A comparative study of improved and traditional irrigation system in the Gilgit district of northern areas of Pakistan : from the farm management perspectives

Arif Alam

Titre : A comparative study of improved and traditional irrigation system in the Gilgit district of northern areas of Pakistan : from the farm management perspectives

Auteur  : Arif Alam

Université de soutenance : Tottori University

Grade : DOCTOR OF PHILOSOPHY 2012

Présentation
Pakistan is one of the world’s most arid countries with an annual average rainfall of under 240mm. In the northern parts of the country, Himalaya, Karakorum and Hindukush together make the largest mountain chain on the earth. The Northern Areas (NAs) of Pakistan recently known as (Gilgit-Baltistan) bordering with China, Afghanistan and India. As a result of the regions’ politically sensitive location, the area has been accorded special territorial status and is administered directly by the Federal Government of Pakistan. It is a known fact that most people of the region are poor and depends on agriculture, growing traditional crops and water is supplied through irrigation channels. However, after completion of Karakorum Highway in 1986s, isolation came to the end with rapid social and ecological transformation, i.e. potato and vegetables turned into cash crops because of easy access to the market while on the other hand, demand for water increased due to growing population and cropping pattern.
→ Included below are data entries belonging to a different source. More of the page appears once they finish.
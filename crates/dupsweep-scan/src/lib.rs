//! File system traversal for dupsweep.
//!
//! This crate walks a directory tree in parallel using jwalk and produces a
//! [`ScanSession`]: the catalog of every regular file, per-extension counts,
//! statistics and the non-fatal warnings met along the way.
//!
//! - **Parallel traversal** via jwalk/rayon, one unit of work per directory
//! - **Lock-guarded aggregation** of catalog and extension counts
//! - **Symlinks are opaque**: never followed, so link loops cannot trap the walk
//! - **Size accounting** with the same walk rules, for before/after reports
//!
//! # Example
//!
//! ```rust,no_run
//! use dupsweep_scan::{DirectorySizer, ScanConfig, TreeScanner};
//!
//! let config = ScanConfig::new("/path/to/scan");
//! let session = TreeScanner::new().scan(&config).unwrap();
//!
//! println!("Total files: {}", session.total_files());
//! for (ext, count) in session.registry.snapshot() {
//!     println!(".{ext}: {count}");
//! }
//!
//! let bytes = DirectorySizer::new(config).total_size().unwrap();
//! println!("Total size: {bytes} bytes");
//! ```

mod inode;
mod progress;
mod scanner;
mod size;
mod walker;

pub use inode::InodeTracker;
pub use progress::ScanProgress;
pub use scanner::TreeScanner;
pub use size::DirectorySizer;

// Re-export core types for convenience
pub use dupsweep_core::{
    FileCatalog, FileRecord, ScanConfig, ScanError, ScanSession, ScanStats, ScanWarning,
    TypeRegistry, WarningKind,
};
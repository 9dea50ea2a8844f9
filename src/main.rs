//! dupsweep - audit a directory tree and sweep away duplicate files.
//!
//! Usage:
//!   dupsweep [PATH]              Count, find duplicates, remove them, report
//!   dupsweep [PATH] --dry-run    Same report, nothing is deleted
//!   dupsweep                     Prompt for the root directory
//!   dupsweep --help              Show help

mod report;

use std::io::{self, BufRead, Write};
use std::path::PathBuf;
use std::thread;

use clap::{ArgAction, Parser, ValueEnum};
use color_eyre::eyre::{Context, Result, bail};
use tokio::sync::broadcast::error::RecvError;
use tracing::{debug, info};
use tracing_subscriber::EnvFilter;

use dupsweep_analyze::{DuplicateConfig, DuplicateFinder};
use dupsweep_ops::{DuplicateRemover, RemoveOptions};
use dupsweep_scan::{DirectorySizer, ScanConfig, TreeScanner};

use crate::report::SweepReport;

#[derive(Parser)]
#[command(
    name = "dupsweep",
    version,
    about = "Count files by type, then find and remove duplicate copies",
    long_about = "dupsweep walks a directory tree, counts files per extension, \
                  finds files with identical contents and removes every copy \
                  but one. Hard links are never treated as duplicates."
)]
struct Cli {
    /// Root directory to sweep (prompted for when omitted)
    path: Option<PathBuf>,

    /// Worker threads for the walk (0 = one per core, 1 = serial)
    #[arg(short = 'j', long, default_value = "0")]
    threads: usize,

    /// Skip hidden files and directories
    #[arg(long = "no-hidden", action = ArgAction::SetFalse)]
    hidden: bool,

    /// Glob for entry names to skip (repeatable)
    #[arg(short, long = "ignore", value_name = "GLOB")]
    ignore: Vec<String>,

    /// Smallest file size considered for duplicates (e.g. "0", "1KB", "4M")
    #[arg(short, long, default_value = "1")]
    min_size: String,

    /// Report what would be removed without deleting anything
    #[arg(short = 'n', long)]
    dry_run: bool,

    /// Output format
    #[arg(short, long, default_value = "text")]
    format: OutputFormat,

    /// More log output on stderr (-v debug, -vv trace)
    #[arg(short, long, action = ArgAction::Count)]
    verbose: u8,

    /// Only log errors
    #[arg(short, long, conflicts_with = "verbose")]
    quiet: bool,
}

#[derive(Debug, Clone, Copy, ValueEnum, Default)]
enum OutputFormat {
    #[default]
    Text,
    Json,
}

fn main() -> Result<()> {
    color_eyre::install()?;

    let cli = Cli::parse();
    init_tracing(cli.verbose, cli.quiet);

    let root = match cli.path.clone() {
        Some(path) => path,
        None => prompt_for_root()?,
    };

    let config = ScanConfig::builder()
        .root(root)
        .threads(cli.threads)
        .include_hidden(cli.hidden)
        .ignore_patterns(cli.ignore.clone())
        .build()
        .context("Invalid scan configuration")?;

    let report = run_sweep(&cli, config)?;

    let stdout = io::stdout();
    let mut out = stdout.lock();
    match cli.format {
        OutputFormat::Text => report.write_text(&mut out)?,
        OutputFormat::Json => report.write_json(&mut out)?,
    }
    out.flush()?;

    Ok(())
}

/// Scan, detect, measure, remove, measure again.
fn run_sweep(cli: &Cli, config: ScanConfig) -> Result<SweepReport> {
    let scanner = TreeScanner::new();
    let progress_logger = spawn_progress_logger(&scanner);
    let scanned = scanner.scan(&config);
    drop(scanner);
    if let Some(message) = join_logger(progress_logger) {
        debug!(%message, "progress logger thread panicked");
    }
    let session = scanned.context("Scan failed")?;

    let dup_config = DuplicateConfig::builder()
        .min_size(parse_size(&cli.min_size)?)
        .build()
        .context("Invalid duplicate configuration")?;
    let duplicates = DuplicateFinder::with_config(dup_config).find_duplicates(&session.catalog);

    let sizer = DirectorySizer::new(config);
    let size_before = sizer.total_size().context("Failed to measure size before removal")?;

    let remover = DuplicateRemover::with_options(RemoveOptions {
        dry_run: cli.dry_run,
    });
    let outcome = remover.remove_duplicates(&duplicates.groups);

    let size_after = sizer.total_size().context("Failed to measure size after removal")?;
    info!(size_before, size_after, bytes_freed = outcome.bytes_freed, "sweep finished");

    Ok(SweepReport::new(
        &session,
        &duplicates,
        &outcome,
        size_before,
        size_after,
    ))
}

/// Log scan progress until the scanner goes away.
fn spawn_progress_logger(scanner: &TreeScanner) -> thread::JoinHandle<()> {
    let mut rx = scanner.subscribe();
    thread::spawn(move || {
        loop {
            match rx.blocking_recv() {
                Ok(progress) => debug!(
                    files = progress.files_scanned,
                    dirs = progress.dirs_scanned,
                    bytes = progress.bytes_scanned,
                    rate = progress.files_per_second() as u64,
                    current = %progress.current_path.display(),
                    "scanning"
                ),
                Err(RecvError::Lagged(_)) => continue,
                Err(RecvError::Closed) => break,
            }
        }
    })
}

/// Wait for the logger thread; returns its panic message if it panicked.
fn join_logger(handle: thread::JoinHandle<()>) -> Option<String> {
    let payload = handle.join().err()?;
    let message = payload
        .downcast_ref::<&str>()
        .map(|s| s.to_string())
        .or_else(|| payload.downcast_ref::<String>().cloned())
        .unwrap_or_else(|| "unknown panic".to_string());
    Some(message)
}

/// Ask the operator for the root directory on stdin.
fn prompt_for_root() -> Result<PathBuf> {
    print!("Enter the root directory path: ");
    io::stdout().flush()?;

    let mut line = String::new();
    io::stdin()
        .lock()
        .read_line(&mut line)
        .context("Failed to read root directory")?;

    let trimmed = line.trim();
    if trimmed.is_empty() {
        bail!("No root directory given");
    }
    Ok(PathBuf::from(trimmed))
}

/// Install the stderr subscriber; `RUST_LOG` overrides the flags.
fn init_tracing(verbose: u8, quiet: bool) {
    let level = match (quiet, verbose) {
        (true, _) => "error",
        (false, 0) => "warn",
        (false, 1) => "debug",
        (false, _) => "trace",
    };
    let filter = EnvFilter::try_from_default_env().unwrap_or_else(|_| EnvFilter::new(level));

    tracing_subscriber::fmt()
        .with_env_filter(filter)
        .with_writer(io::stderr)
        .with_target(false)
        .init();
}

/// Parse a size string (e.g., "1KB", "10MB", "1GB").
fn parse_size(s: &str) -> Result<u64> {
    let s = s.trim().to_uppercase();
    let digits = s.trim_end_matches(|c: char| !c.is_ascii_digit() && c != '.');
    let suffix = s[digits.len()..].trim();

    let multiplier: u64 = match suffix {
        "" | "B" => 1,
        "K" | "KB" | "KIB" => 1024,
        "M" | "MB" | "MIB" => 1024 * 1024,
        "G" | "GB" | "GIB" => 1024 * 1024 * 1024,
        other => bail!("Unknown size suffix: {other}"),
    };
    let num: f64 = digits
        .parse()
        .with_context(|| format!("Invalid size: {s}"))?;

    Ok((num * multiplier as f64) as u64)
}

#[cfg(test)]
mod tests {
    use super::*;

    #[test]
    fn test_join_logger_reports_panic_message() {
        assert_eq!(join_logger(thread::spawn(|| {})), None);

        let handle: thread::JoinHandle<()> = thread::spawn(|| panic!("receiver gone"));
        assert_eq!(join_logger(handle).as_deref(), Some("receiver gone"));

        let handle: thread::JoinHandle<()> = thread::spawn(|| panic!("{} files", 3));
        assert_eq!(join_logger(handle).as_deref(), Some("3 files"));
    }

    #[test]
    fn test_parse_size() {
        assert_eq!(parse_size("0").unwrap(), 0);
        assert_eq!(parse_size("1").unwrap(), 1);
        assert_eq!(parse_size("1KB").unwrap(), 1024);
        assert_eq!(parse_size("1.5k").unwrap(), 1536);
        assert_eq!(parse_size("4M").unwrap(), 4 * 1024 * 1024);
        assert_eq!(parse_size("2 GiB").unwrap(), 2 * 1024 * 1024 * 1024);
        assert!(parse_size("12parsecs").is_err());
        assert!(parse_size("KB").is_err());
    }

    #[test]
    fn test_cli_defaults() {
        let cli = Cli::parse_from(["dupsweep", "/tmp"]);
        assert_eq!(cli.path, Some(PathBuf::from("/tmp")));
        assert!(cli.hidden);
        assert!(!cli.dry_run);
        assert_eq!(cli.threads, 0);

        let cli = Cli::parse_from(["dupsweep", "--no-hidden", "-n", "-i", "*.bak", "-i", "target"]);
        assert_eq!(cli.path, None);
        assert!(!cli.hidden);
        assert!(cli.dry_run);
        assert_eq!(cli.ignore, vec!["*.bak", "target"]);
    }

    #[test]
    fn test_sweep_end_to_end() {
        let temp = tempfile::TempDir::new().unwrap();
        let root = temp.path();
        std::fs::create_dir(root.join("sub")).unwrap();
        std::fs::write(root.join("a.txt"), "hi").unwrap();
        std::fs::write(root.join("sub/b.txt"), "hi").unwrap();
        std::fs::write(root.join("c.log"), "bye").unwrap();

        let cli = Cli::parse_from(["dupsweep"]);
        let report = run_sweep(&cli, ScanConfig::new(root)).unwrap();

        assert_eq!(report.total_files, 3);
        assert_eq!(report.removed.len(), 1);
        assert_eq!(report.size_before - report.size_after, 2);
        assert_eq!(report.density.len(), 1);
        assert_eq!(report.density[0].duplicates, 1);
        assert!(root.join("a.txt").exists());
        assert!(!root.join("sub/b.txt").exists());
    }
}
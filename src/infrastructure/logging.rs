use crate::domain::settings::LogSettings;
use std::str::FromStr;
use tracing_appender::non_blocking::WorkerGuard;
use tracing_appender::rolling::{RollingFileAppender, Rotation};
use tracing_subscriber::{fmt, prelude::*, EnvFilter};

pub struct LoggingGuard {
    // Dropping the guards stops the background writers, so they live here
    _guards: Vec<WorkerGuard>,
}

/// `RUST_LOG` wins over the configured level
fn level_filter(settings: &LogSettings) -> EnvFilter {
    EnvFilter::try_from_default_env()
        .or_else(|_| EnvFilter::from_str(&settings.level))
        .unwrap_or_else(|_| EnvFilter::new("info"))
}

fn rotation(name: &str) -> Rotation {
    match name.to_lowercase().as_str() {
        "hourly" => Rotation::HOURLY,
        "minutely" => Rotation::MINUTELY,
        "never" => Rotation::NEVER,
        _ => Rotation::DAILY,
    }
}

pub fn init_logger(settings: &LogSettings) -> anyhow::Result<LoggingGuard> {
    let mut guards = Vec::new();

    let console_layer = settings.console_logging_enabled.then(|| {
        fmt::layer()
            .with_writer(std::io::stderr)
            .with_file(settings.show_file_line)
            .with_line_number(settings.show_file_line)
            .with_thread_ids(settings.show_thread_ids)
            .with_target(settings.show_target)
            .with_ansi(settings.ansi_colors)
    });

    let file_layer = if settings.file_logging_enabled {
        let appender = RollingFileAppender::new(
            rotation(&settings.rotation),
            &settings.log_dir,
            &settings.file_name_prefix,
        );
        let (non_blocking, guard) = tracing_appender::non_blocking(appender);
        guards.push(guard);
        Some(
            fmt::layer()
                .with_writer(non_blocking)
                .with_ansi(false)
                .with_file(settings.show_file_line)
                .with_line_number(settings.show_file_line)
                .with_thread_ids(settings.show_thread_ids)
                .with_target(settings.show_target),
        )
    } else {
        None
    };

    tracing_subscriber::registry()
        .with(level_filter(settings))
        .with(console_layer)
        .with(file_layer)
        .try_init()?;

    tracing::info!(
        level = %settings.level,
        file = settings.file_logging_enabled,
        "Logging initialized"
    );

    Ok(LoggingGuard { _guards: guards })
}

#[cfg(test)]
mod tests {
    use super::*;

    #[test]
    fn test_rotation_names() {
        assert_eq!(rotation("Hourly"), Rotation::HOURLY);
        assert_eq!(rotation("never"), Rotation::NEVER);
        assert_eq!(rotation("weekly"), Rotation::DAILY);
    }
}
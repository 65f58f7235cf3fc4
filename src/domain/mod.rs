pub mod actuator;
pub mod control;
pub mod joystick;
pub mod models;
pub mod settings;
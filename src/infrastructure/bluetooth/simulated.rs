//! Simulated peripheral
//!
//! Stands in for the radio on machines without a supported Bluetooth stack
//! and in tests. Connection and discovery complete immediately through the
//! event channel; every accepted write is kept in a shared log.

use crate::domain::control::{ProtocolGeneration, ProtocolIds, Role, WriteMode};
use crate::domain::models::DeviceId;
use crate::infrastructure::bluetooth::error::TransportError;
use crate::infrastructure::bluetooth::protocol::{decode_axis_raw, decode_discrete};
use crate::infrastructure::bluetooth::registry::{Endpoint, EndpointHandle};
use crate::infrastructure::bluetooth::transport::{
    Advertisement, DiscoveredCharacteristic, Transport, TransportEvent, TransportEventSender,
};
use std::collections::VecDeque;
use std::sync::{Arc, Mutex, MutexGuard};
use tokio::time::Instant;
use tracing::{debug, info};
use uuid::Uuid;

/// A device the simulator advertises
#[derive(Debug, Clone)]
pub struct SimulatedPeripheral {
    pub id: DeviceId,
    pub name: Option<String>,
    pub signal_strength: i16,
    pub generation: ProtocolGeneration,
}

impl SimulatedPeripheral {
    pub fn new(id: DeviceId, name: &str, generation: ProtocolGeneration) -> Self {
        Self {
            id,
            name: Some(name.to_string()),
            signal_strength: -52,
            generation,
        }
    }

    /// Legacy firmware only exposes the two axis control points
    fn roles(&self) -> Vec<Role> {
        match self.generation {
            ProtocolGeneration::Current => Role::ALL.to_vec(),
            ProtocolGeneration::Legacy => vec![Role::AxisX, Role::AxisY],
        }
    }
}

/// One write as the peripheral saw it
#[derive(Debug, Clone, PartialEq, Eq)]
pub struct RecordedWrite {
    pub role: Role,
    pub payload: Vec<u8>,
    pub mode: WriteMode,
    pub at: Instant,
}

/// Oldest writes are dropped past this many
pub const WRITE_LOG_CAPACITY: usize = 256;

#[derive(Debug)]
struct SimulatorState {
    ids: ProtocolIds,
    peripherals: Vec<SimulatedPeripheral>,
    available: bool,
    fail_writes: bool,
    fail_discovery: bool,
    scanning: bool,
    connected: Option<DeviceId>,
    writes: VecDeque<RecordedWrite>,
}

pub struct SimulatedTransport {
    events: TransportEventSender,
    shared: Arc<Mutex<SimulatorState>>,
}

/// Test and demo controls for a running simulator
#[derive(Clone)]
pub struct SimulatorHandle {
    events: TransportEventSender,
    shared: Arc<Mutex<SimulatorState>>,
}

fn lock(shared: &Mutex<SimulatorState>) -> MutexGuard<'_, SimulatorState> {
    // A panic while holding the lock leaves plain data behind; keep using it
    shared.lock().unwrap_or_else(|poisoned| poisoned.into_inner())
}

impl SimulatedTransport {
    pub fn new(
        events: TransportEventSender,
        ids: ProtocolIds,
        peripherals: Vec<SimulatedPeripheral>,
    ) -> (Self, SimulatorHandle) {
        let shared = Arc::new(Mutex::new(SimulatorState {
            ids,
            peripherals,
            available: true,
            fail_writes: false,
            fail_discovery: false,
            scanning: false,
            connected: None,
            writes: VecDeque::with_capacity(WRITE_LOG_CAPACITY),
        }));
        let handle = SimulatorHandle {
            events: events.clone(),
            shared: shared.clone(),
        };
        (Self { events, shared }, handle)
    }

    fn send(&self, event: TransportEvent) {
        let _ = self.events.send(event);
    }
}

impl Transport for SimulatedTransport {
    fn is_available(&self) -> bool {
        lock(&self.shared).available
    }

    fn start_scan(&mut self, _service: Uuid, _show_all_devices: bool) -> Result<(), TransportError> {
        let advertisements: Vec<Advertisement> = {
            let mut state = lock(&self.shared);
            state.scanning = true;
            state
                .peripherals
                .iter()
                .map(|p| Advertisement {
                    id: p.id,
                    name: p.name.clone(),
                    signal_strength: p.signal_strength,
                })
                .collect()
        };
        info!("Simulator advertising {} device(s)", advertisements.len());
        for advertisement in advertisements {
            self.send(TransportEvent::Advertisement(advertisement));
        }
        Ok(())
    }

    fn stop_scan(&mut self) -> Result<(), TransportError> {
        lock(&self.shared).scanning = false;
        Ok(())
    }

    fn connect(&mut self, device: DeviceId) -> Result<(), TransportError> {
        let known = {
            let mut state = lock(&self.shared);
            let known = state.peripherals.iter().any(|p| p.id == device);
            if known {
                state.connected = Some(device);
            }
            known
        };
        if known {
            self.send(TransportEvent::Connected(device));
        } else {
            self.send(TransportEvent::ConnectFailed {
                device,
                reason: "no such peripheral".to_string(),
            });
        }
        Ok(())
    }

    fn discover(&mut self, device: DeviceId, service: Uuid) -> Result<(), TransportError> {
        let outcome = {
            let state = lock(&self.shared);
            if state.connected != Some(device) {
                return Err(TransportError::NotConnected);
            }
            if state.fail_discovery || service != state.ids.service {
                Err("service not found".to_string())
            } else {
                let roles = state
                    .peripherals
                    .iter()
                    .find(|p| p.id == device)
                    .map(SimulatedPeripheral::roles)
                    .unwrap_or_default();
                Ok(roles
                    .into_iter()
                    .map(|role| DiscoveredCharacteristic {
                        uuid: state.ids.uuid_for(role),
                        handle: EndpointHandle(role as u64),
                    })
                    .collect::<Vec<_>>())
            }
        };

        match outcome {
            Ok(characteristics) => self.send(TransportEvent::CharacteristicsDiscovered {
                device,
                characteristics,
            }),
            Err(reason) => self.send(TransportEvent::DiscoveryFailed { device, reason }),
        }
        Ok(())
    }

    fn write(
        &mut self,
        endpoint: &Endpoint,
        payload: &[u8],
        mode: WriteMode,
    ) -> Result<(), TransportError> {
        let mut state = lock(&self.shared);
        let Some(device) = state.connected else {
            return Err(TransportError::NotConnected);
        };
        if state.fail_writes {
            return Err(TransportError::Simulated("write rejected".to_string()));
        }

        let generation = state
            .peripherals
            .iter()
            .find(|p| p.id == device)
            .map(|p| p.generation)
            .unwrap_or_default();
        match endpoint.role {
            Role::AxisX | Role::AxisY => {
                debug!("[sim] {} = {:?}", endpoint.role, decode_axis_raw(payload, generation))
            }
            role => debug!("[sim] {} = {:?}", role, decode_discrete(payload)),
        }

        if state.writes.len() == WRITE_LOG_CAPACITY {
            state.writes.pop_front();
        }
        state.writes.push_back(RecordedWrite {
            role: endpoint.role,
            payload: payload.to_vec(),
            mode,
            at: Instant::now(),
        });
        Ok(())
    }

    fn disconnect(&mut self, device: DeviceId) {
        let mut state = lock(&self.shared);
        if state.connected == Some(device) {
            state.connected = None;
            info!("Simulator released {}", device);
        }
    }
}

impl SimulatorHandle {
    pub fn writes(&self) -> Vec<RecordedWrite> {
        lock(&self.shared).writes.iter().cloned().collect()
    }

    pub fn clear_writes(&self) {
        lock(&self.shared).writes.clear();
    }

    pub fn is_connected(&self) -> bool {
        lock(&self.shared).connected.is_some()
    }

    pub fn set_available(&self, available: bool) {
        lock(&self.shared).available = available;
    }

    pub fn set_fail_writes(&self, fail: bool) {
        lock(&self.shared).fail_writes = fail;
    }

    pub fn set_fail_discovery(&self, fail: bool) {
        lock(&self.shared).fail_discovery = fail;
    }

    /// Drop the link from the peripheral side
    pub fn drop_link(&self, reason: &str) {
        let device = lock(&self.shared).connected.take();
        if let Some(device) = device {
            let _ = self.events.send(TransportEvent::LinkLost {
                device,
                reason: reason.to_string(),
            });
        }
    }
}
NAs are considered as water stressed region in the country. It is mainly due to low rainfall (annually 150mm to 240mm) and river flows used for irrigation are derived from glacial snowmelt. Vast amounts of water are lost due to deteriorating watercourses, uneven fields and poorly designed irrigation channels in the region. Therefore, farmers in the region are facing severe water scarcity for agricultural activities. To overcome these problems, National Program for Improvement of the Watercourses (NPIW) was setup in Gilgit-Baltistan during 2003/2004 with the aim of improving irrigation infrastructure by converting irrigation system from traditional to lined/improved (channels made by cement concrete and stone). A total of 600 watercourses were constructed in 2009/2010 and lining of around 1,200 are underway. Given these developments in the irrigation sector, the broad objective of this study is to determine the benefits of the improved irrigation system to the farmers’ economy. This is achieved by comparing an improved irrigation system (IIS) with a traditional irrigation system (TIS) in terms of overall management of irrigation system, land use, productivity, profitability and technical efficiency of crop production.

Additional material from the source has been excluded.